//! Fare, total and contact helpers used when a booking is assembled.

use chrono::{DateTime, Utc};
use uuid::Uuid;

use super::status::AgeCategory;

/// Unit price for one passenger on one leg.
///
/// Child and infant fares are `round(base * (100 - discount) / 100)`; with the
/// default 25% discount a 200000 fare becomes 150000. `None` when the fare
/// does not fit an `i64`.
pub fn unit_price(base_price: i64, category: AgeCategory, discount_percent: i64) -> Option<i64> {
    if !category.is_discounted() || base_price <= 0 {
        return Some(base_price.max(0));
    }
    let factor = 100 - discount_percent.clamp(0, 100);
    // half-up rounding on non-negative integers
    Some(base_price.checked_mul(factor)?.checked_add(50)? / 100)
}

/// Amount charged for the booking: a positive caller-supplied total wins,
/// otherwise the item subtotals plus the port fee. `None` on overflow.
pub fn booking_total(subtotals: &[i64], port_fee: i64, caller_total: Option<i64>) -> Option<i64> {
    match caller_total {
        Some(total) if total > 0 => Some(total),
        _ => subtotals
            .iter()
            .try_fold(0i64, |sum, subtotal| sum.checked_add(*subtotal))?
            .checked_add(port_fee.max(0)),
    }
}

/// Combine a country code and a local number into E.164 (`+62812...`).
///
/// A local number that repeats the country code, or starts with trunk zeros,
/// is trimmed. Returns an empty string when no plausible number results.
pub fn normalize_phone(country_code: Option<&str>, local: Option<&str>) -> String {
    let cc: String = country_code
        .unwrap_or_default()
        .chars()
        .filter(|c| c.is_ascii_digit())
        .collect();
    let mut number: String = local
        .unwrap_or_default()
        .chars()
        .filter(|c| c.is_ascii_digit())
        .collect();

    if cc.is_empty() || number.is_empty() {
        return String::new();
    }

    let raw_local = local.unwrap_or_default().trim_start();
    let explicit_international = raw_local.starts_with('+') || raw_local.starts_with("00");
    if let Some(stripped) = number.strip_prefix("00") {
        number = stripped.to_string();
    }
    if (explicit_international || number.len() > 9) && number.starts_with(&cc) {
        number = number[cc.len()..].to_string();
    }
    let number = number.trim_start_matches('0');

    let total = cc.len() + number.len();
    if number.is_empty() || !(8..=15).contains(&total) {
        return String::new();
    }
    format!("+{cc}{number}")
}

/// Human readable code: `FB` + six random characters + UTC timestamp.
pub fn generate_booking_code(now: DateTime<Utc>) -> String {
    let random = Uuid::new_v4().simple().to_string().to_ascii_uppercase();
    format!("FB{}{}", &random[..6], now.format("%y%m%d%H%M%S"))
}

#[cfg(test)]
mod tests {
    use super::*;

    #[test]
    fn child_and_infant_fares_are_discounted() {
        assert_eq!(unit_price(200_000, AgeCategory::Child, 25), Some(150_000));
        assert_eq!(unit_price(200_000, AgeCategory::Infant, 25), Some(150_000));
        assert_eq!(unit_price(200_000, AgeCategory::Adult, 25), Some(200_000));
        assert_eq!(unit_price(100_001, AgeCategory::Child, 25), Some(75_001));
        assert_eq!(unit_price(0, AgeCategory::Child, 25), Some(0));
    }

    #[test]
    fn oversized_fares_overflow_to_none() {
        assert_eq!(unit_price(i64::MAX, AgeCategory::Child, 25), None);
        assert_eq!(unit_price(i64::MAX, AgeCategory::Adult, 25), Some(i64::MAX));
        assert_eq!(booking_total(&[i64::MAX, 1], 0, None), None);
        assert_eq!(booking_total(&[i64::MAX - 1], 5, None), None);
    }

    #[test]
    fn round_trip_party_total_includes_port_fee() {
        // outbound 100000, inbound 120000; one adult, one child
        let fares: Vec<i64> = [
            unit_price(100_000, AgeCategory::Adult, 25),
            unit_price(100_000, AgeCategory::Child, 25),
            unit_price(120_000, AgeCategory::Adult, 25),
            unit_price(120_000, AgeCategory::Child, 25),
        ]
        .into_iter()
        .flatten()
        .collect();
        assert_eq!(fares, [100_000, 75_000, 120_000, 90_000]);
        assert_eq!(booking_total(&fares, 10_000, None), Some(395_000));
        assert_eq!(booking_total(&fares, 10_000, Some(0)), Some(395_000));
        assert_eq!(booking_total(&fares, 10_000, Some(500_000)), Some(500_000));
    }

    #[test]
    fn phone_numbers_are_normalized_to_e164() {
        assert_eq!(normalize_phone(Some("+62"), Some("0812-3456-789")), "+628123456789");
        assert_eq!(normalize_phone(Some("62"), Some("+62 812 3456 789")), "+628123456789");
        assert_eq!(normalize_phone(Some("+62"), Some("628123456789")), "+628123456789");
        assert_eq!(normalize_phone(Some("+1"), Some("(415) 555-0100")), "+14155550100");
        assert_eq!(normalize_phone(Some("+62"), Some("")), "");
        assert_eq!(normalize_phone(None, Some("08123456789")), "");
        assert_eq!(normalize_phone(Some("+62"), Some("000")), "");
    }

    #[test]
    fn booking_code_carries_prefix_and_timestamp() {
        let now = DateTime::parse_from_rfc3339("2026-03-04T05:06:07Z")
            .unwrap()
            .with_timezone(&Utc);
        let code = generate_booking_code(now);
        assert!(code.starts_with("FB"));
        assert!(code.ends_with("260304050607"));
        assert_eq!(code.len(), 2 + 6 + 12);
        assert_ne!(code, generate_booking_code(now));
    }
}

-*-

_Problem statement_.
Could you write out, exactly as they stand, only the lines above that begin at the line with "let explicit_international = raw_local.starts_with('+')" and stop after the line with "characters + UTC timestamp."?

_Response_.
    let explicit_international = raw_local.starts_with('+') || raw_local.starts_with("00");
    if let Some(stripped) = number.strip_prefix("00") {
        number = stripped.to_string();
    }
    if (explicit_international || number.len() > 9) && number.starts_with(&cc) {
        number = number[cc.len()..].to_string();
    }
    let number = number.trim_start_matches('0');

    let total = cc.len() + number.len();
    if number.is_empty() || !(8..=15).contains(&total) {
        return String::new();
    }
    format!("+{cc}{number}")
}

/// Human readable code: `FB` + six random characters + UTC timestamp.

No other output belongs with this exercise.